Les écrans de cantonnement mentionnés ci-dessus sont tels que
les cantons de désenfumage ont une superficie maximale de 1 600 mètres
carrés et une longueur maximale de 60 mètres conformément
à l'instruction technique no 246 relative au désenfumage dans
les établissements recevant du public, jointe à la circulaire
du 21 juin 1982 complétant la circulaire du 3 mars 1982 relative aux
instructions techniques prévues dans le règlement de sécurité
des établissements recevant du public.
En fonction du risque, le stockage pourra être divisé en plusieurs
volumes unitaires (îlots). Dans tous les cas, le stockage est organisé
de telle façon qu'au minimum le tiers de la surface au sol n'est en
aucun cas utilisée à des fins de stockage. Des passages libres,
d'au moins 2 mètres de largeur, entretenus en état de propreté,
sont réservés latéralement autour de chaque îlot,
de façon à faciliter l'intervention des services de sécurité
en cas d'incendie.
La hauteur des stockages ne doit pas excéder 8 mètres. D'autre
part, un espace libre d'au moins 1 mètre doit être préservé
entre le haut du stockage et le niveau du pied de ferme.
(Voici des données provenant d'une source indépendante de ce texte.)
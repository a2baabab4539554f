pub mod auth;
pub mod discover;
pub mod game;
pub mod health;
pub mod message;
pub mod profile;
pub mod sse;
pub mod validation;
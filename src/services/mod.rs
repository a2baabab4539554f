/// Sign-in URL, session resolution and sign-out.
pub mod auth_service;
/// Change feed publication for game, profile and message writes.
pub mod change_events;
/// Map view and markers for upcoming games.
pub mod discover_service;
/// OpenAPI documentation generation.
pub mod documentation;
/// Game listing, creation, edition, cancellation and deletion.
pub mod game_service;
/// Health check service.
pub mod health_service;
/// Automatic completion of games whose scheduled date has passed.
pub mod lifecycle;
/// Upcoming/past partition and live listings.
pub mod listing;
/// Game chat.
pub mod message_service;
/// Player profiles.
pub mod profile_service;
/// Capacity-checked registration.
pub mod roster;
/// Server-Sent Events streams.
pub mod sse_service;
/// Storage connection supervisor toggling degraded mode.
pub mod storage_supervisor;
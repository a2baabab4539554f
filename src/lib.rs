//! Library crate for arena-back, exposing modules for binaries and integration tests.

pub mod config;
pub mod dao;
pub mod dto;
pub mod error;
pub mod routes;
pub mod services;
pub mod state;
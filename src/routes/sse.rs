use std::convert::Infallible;

use axum::{
    Router,
    extract::{Path, Query, State},
    response::sse::{Event, Sse},
    routing::get,
};
use futures::Stream;
use tracing::info;
use uuid::Uuid;

use crate::{
    dto::sse::{GamesStreamQuery, StreamScope},
    error::AppError,
    services::{listing::ListingScope, sse_service},
    state::{CurrentUser, SharedState},
};

#[utoipa::path(
    get,
    path = "/sse/games",
    tag = "sse",
    params(GamesStreamQuery),
    responses(
        (status = 200, description = "Live games listing", content_type = "text/event-stream", body = String),
        (status = 401, description = "Sign-in required for the `mine` scope")
    )
)]
/// Stream the partitioned games listing, refreshed on every game change.
pub async fn games_stream(
    State(state): State<SharedState>,
    viewer: Option<CurrentUser>,
    Query(query): Query<GamesStreamQuery>,
) -> Result<Sse<impl Stream<Item = Result<Event, Infallible>>>, AppError> {
    let scope = match query.scope {
        StreamScope::All => ListingScope::All,
        StreamScope::Mine => {
            let user = viewer
                .as_ref()
                .ok_or_else(|| AppError::Unauthorized("sign-in required".into()))?;
            ListingScope::Registered(user.id())
        }
    };
    info!(scope = ?query.scope, "new games SSE connection");
    Ok(sse_service::games_stream(state, viewer, scope))
}

#[utoipa::path(
    get,
    path = "/sse/games/{id}/messages",
    tag = "sse",
    security(("bearer" = [])),
    params(("id" = Uuid, Path, description = "Game identifier")),
    responses(
        (status = 200, description = "Live chat messages", content_type = "text/event-stream", body = String),
        (status = 403, description = "Caller is not registered for the game")
    )
)]
/// Stream new chat messages of a game to its registered players.
pub async fn messages_stream(
    State(state): State<SharedState>,
    user: CurrentUser,
    Path(id): Path<Uuid>,
) -> Result<Sse<impl Stream<Item = Result<Event, Infallible>>>, AppError> {
    info!(game_id = %id, user_id = %user.id(), "new messages SSE connection");
    Ok(sse_service::messages_stream(state, user, id).await?)
}

/// Configure the SSE endpoints.
pub fn router() -> Router<SharedState> {
    Router::<SharedState>::new()
        .route("/sse/games", get(games_stream))
        .route("/sse/games/{id}/messages", get(messages_stream))
}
Dans le cas de stockage de produits dont 50 % de la masse totale unitaire
est composée de polymères à l'état alvéolaire
ou expansé, le stockage est divisé en ilôts dont le volume
unitaire ne doit pas dépasser 600 mètres cubes. Si l'installation
est équipée d'un système d'extinction automatique d'incendie
de type sprinklage, ce volume est porté à 1 200 mètres
cubes.
Il est interdit d'entreposer dans le dépôt d'autres matières
combustibles à moins de 2 mètres des îlots de produits
dont 50 % de la masse totale unitaire est composée de polymères
à l'état alvéolaire ou expansé.
Les stockages situés à l'extérieur des locaux abritant
des installations relevant des rubriques 2661, 2662 ou 2663, doivent être
séparés des murs extérieurs de ces locaux par un espace
libre d'au moins 5 mètres.
- Date d'application : 14 janvier 2004
Stockage de polymères, rubrique N°2662 et installation
de transformation de polymères, rubrique N°2661 + rubrique 2663 en
D
- L'exploitant doit tenir à jour un état indiquant
la nature et la quantité des produits dangereux détenus, auquel
est annexé un plan général des stockages. Cet état
est tenu à la disposition de l'inspection des installations classées
et des service d'incendie et de secours.
La présence dans les ateliers de matières dangereuses ou combustibles
est limitée aux nécessités de l'exploitation.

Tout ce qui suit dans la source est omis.